--- What needs to be done ---
Exact copies of all the entries are needed.

####################

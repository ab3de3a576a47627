//! Query dispatcher: one request in, one response out.
//!
//! A request names one graph. The snapshot is loaded once, every query in
//! the request runs against it, and it is dropped when the response is
//! built. An unknown graph short-circuits to an error response before the
//! engine is touched.

use std::io::{Read, Write};

use graph_query_core::{CycleEnumerator, Graph, PathFinder};
use tracing::{debug, warn};

use crate::config::Settings;
use crate::error::{Error, Result};
use crate::protocol::{
    Answer, CheapestAnswer, CyclesAnswer, Endpoints, PathsAnswer, Query, Request, Response,
    QUERY_KINDS,
};
use crate::store::{self, GraphStore};

pub struct Dispatcher<'a, S: GraphStore + ?Sized> {
    store: &'a S,
    settings: &'a Settings,
}

impl<'a, S: GraphStore + ?Sized> Dispatcher<'a, S> {
    pub fn new(store: &'a S, settings: &'a Settings) -> Self {
        Self { store, settings }
    }

    /// Read a request from `input`, write the pretty-printed response and a
    /// trailing newline to `output`.
    pub fn run<R: Read, W: Write>(&self, input: R, mut output: W) -> Result<Response> {
        let request: Request = serde_json::from_reader(input)?;
        let response = self.process(&request)?;
        serde_json::to_writer_pretty(&mut output, &response)?;
        output.write_all(b"\n")?;
        output.flush()?;
        Ok(response)
    }

    pub fn process(&self, request: &Request) -> Result<Response> {
        let graph_id = request
            .graph_id
            .as_deref()
            .filter(|id| !id.is_empty())
            .ok_or(Error::MissingGraphId)?;

        let Some(graph) = store::load_snapshot(self.store, graph_id, self.settings)? else {
            return Ok(Response::graph_not_found(graph_id));
        };

        let queries = parse_queries(&request.queries)?;

        let answers = Session::new(&graph).answer_all(&queries);
        Ok(Response::Answers { answers })
    }
}

/// Parse raw query objects. The first known key of an object (in
/// `QUERY_KINDS` order) selects the query and must be well-formed; other
/// keys are ignored. Objects with no known key are skipped.
fn parse_queries(raw: &[serde_json::Value]) -> Result<Vec<Query>> {
    let mut queries = Vec::with_capacity(raw.len());
    for (index, value) in raw.iter().enumerate() {
        let Some((kind, body)) = known_kind(value) else {
            warn!(index, query = %value, "skipping unrecognized query");
            continue;
        };
        let mut tagged = serde_json::Map::with_capacity(1);
        tagged.insert(kind.to_string(), body.clone());
        let query = serde_json::from_value::<Query>(serde_json::Value::Object(tagged))
            .map_err(|source| Error::InvalidQuery { index, source })?;
        queries.push(query);
    }
    Ok(queries)
}

fn known_kind(value: &serde_json::Value) -> Option<(&'static str, &serde_json::Value)> {
    let obj = value.as_object()?;
    QUERY_KINDS
        .iter()
        .find_map(|&kind| obj.get(kind).map(|body| (kind, body)))
}

/// Engine handles for one snapshot.
struct Session<'g> {
    paths: PathFinder<'g>,
    cycles: Option<CycleEnumerator<'g>>,
}

impl<'g> Session<'g> {
    fn new(graph: &'g Graph) -> Self {
        Self {
            paths: PathFinder::new(graph),
            cycles: None,
        }
    }

    fn answer_all(mut self, queries: &[Query]) -> Vec<Answer> {
        queries.iter().map(|q| self.answer(q)).collect()
    }

    fn answer(&mut self, query: &Query) -> Answer {
        match query {
            Query::Paths(Endpoints { start, end }) => {
                let paths = self.paths.find_all_simple_paths(start, end);
                debug!(start = %start, end = %end, count = paths.len(), "answered paths query");
                Answer::Paths(PathsAnswer {
                    from: start.clone(),
                    to: end.clone(),
                    paths,
                })
            }
            Query::Cheapest(Endpoints { start, end }) => {
                let best = self.paths.find_cheapest_path(start, end);
                debug!(start = %start, end = %end, found = best.is_some(), "answered cheapest query");
                let (path, cost) = match best {
                    Some(b) => (Some(b.nodes), Some(b.cost)),
                    None => (None, None),
                };
                Answer::Cheapest(CheapestAnswer {
                    from: start.clone(),
                    to: end.clone(),
                    path,
                    cost,
                })
            }
            Query::Cycles(_) => {
                let graph = self.paths.graph();
                let enumerator = self
                    .cycles
                    .get_or_insert_with(|| CycleEnumerator::new(graph));
                let cycles = enumerator.find_cycles();
                debug!(count = cycles.len(), "answered cycles query");
                Answer::Cycles(CyclesAnswer {
                    has_cycle: !cycles.is_empty(),
                    cycles,
                })
            }
        }
    }
}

####################

--- Answer below ---
repository ab3de3a576a47627
//! Query dispatcher: one request in, one response out.
//!
//! A request names one graph. The snapshot is loaded once, every query in
//! the request runs against it, and it is dropped when the response is
//! built. An unknown graph short-circuits to an error response before the
//! engine is touched.

use std::io::{Read, Write};

use graph_query_core::{CycleEnumerator, Graph, PathFinder};
use tracing::{debug, warn};

use crate::config::Settings;
use crate::error::{Error, Result};
use crate::protocol::{
    Answer, CheapestAnswer, CyclesAnswer, Endpoints, PathsAnswer, Query, Request, Response,
    QUERY_KINDS,
};
use crate::store::{self, GraphStore};

pub struct Dispatcher<'a, S: GraphStore + ?Sized> {
    store: &'a S,
    settings: &'a Settings,
}

impl<'a, S: GraphStore + ?Sized> Dispatcher<'a, S> {
    pub fn new(store: &'a S, settings: &'a Settings) -> Self {
        Self { store, settings }
    }

    /// Read a request from `input`, write the pretty-printed response and a
    /// trailing newline to `output`.
    pub fn run<R: Read, W: Write>(&self, input: R, mut output: W) -> Result<Response> {
        let request: Request = serde_json::from_reader(input)?;
        let response = self.process(&request)?;
        serde_json::to_writer_pretty(&mut output, &response)?;
        output.write_all(b"\n")?;
        output.flush()?;
        Ok(response)
    }

    pub fn process(&self, request: &Request) -> Result<Response> {
        let graph_id = request
            .graph_id
            .as_deref()
            .filter(|id| !id.is_empty())
            .ok_or(Error::MissingGraphId)?;

        let Some(graph) = store::load_snapshot(self.store, graph_id, self.settings)? else {
            return Ok(Response::graph_not_found(graph_id));
        };

        let queries = parse_queries(&request.queries)?;

        let answers = Session::new(&graph).answer_all(&queries);
        Ok(Response::Answers { answers })
    }
}

/// Parse raw query objects. The first known key of an object (in
/// `QUERY_KINDS` order) selects the query and must be well-formed; other
/// keys are ignored. Objects with no known key are skipped.
fn parse_queries(raw: &[serde_json::Value]) -> Result<Vec<Query>> {
    let mut queries = Vec::with_capacity(raw.len());
    for (index, value) in raw.iter().enumerate() {
        let Some((kind, body)) = known_kind(value) else {
            warn!(index, query = %value, "skipping unrecognized query");
            continue;
        };
        let mut tagged = serde_json::Map::with_capacity(1);
        tagged.insert(kind.to_string(), body.clone());
        let query = serde_json::from_value::<Query>(serde_json::Value::Object(tagged))
            .map_err(|source| Error::InvalidQuery { index, source })?;
        queries.push(query);
    }
    Ok(queries)
}

fn known_kind(value: &serde_json::Value) -> Option<(&'static str, &serde_json::Value)> {
    let obj = value.as_object()?;
    QUERY_KINDS
        .iter()
        .find_map(|&kind| obj.get(kind).map(|body| (kind, body)))
}

/// Engine handles for one snapshot.
struct Session<'g> {
    paths: PathFinder<'g>,
    cycles: Option<CycleEnumerator<'g>>,
}

impl<'g> Session<'g> {
    fn new(graph: &'g Graph) -> Self {
        Self {
            paths: PathFinder::new(graph),
            cycles: None,
        }
    }

    fn answer_all(mut self, queries: &[Query]) -> Vec<Answer> {
        queries.iter().map(|q| self.answer(q)).collect()
    }

    fn answer(&mut self, query: &Query) -> Answer {
        match query {
            Query::Paths(Endpoints { start, end }) => {
                let paths = self.paths.find_all_simple_paths(start, end);
                debug!(start = %start, end = %end, count = paths.len(), "answered paths query");
                Answer::Paths(PathsAnswer {
                    from: start.clone(),
                    to: end.clone(),
                    paths,
                })
            }
            Query::Cheapest(Endpoints { start, end }) => {
                let best = self.paths.find_cheapest_path(start, end);
                debug!(start = %start, end = %end, found = best.is_some(), "answered cheapest query");
                let (path, cost) = match best {
                    Some(b) => (Some(b.nodes), Some(b.cost)),
                    None => (None, None),
                };
                Answer::Cheapest(CheapestAnswer {
                    from: start.clone(),
                    to: end.clone(),
                    path,
                    cost,
                })
            }
            Query::Cycles(_) => {
                let graph = self.paths.graph();
                let enumerator = self
                    .cycles
                    .get_or_insert_with(|| CycleEnumerator::new(graph));
                let cycles = enumerator.find_cycles();
                debug!(count = cycles.len(), "answered cycles query");
                Answer::Cycles(CyclesAnswer {
                    has_cycle: !cycles.is_empty(),
                    cycles,
                })
            }
        }
    }
}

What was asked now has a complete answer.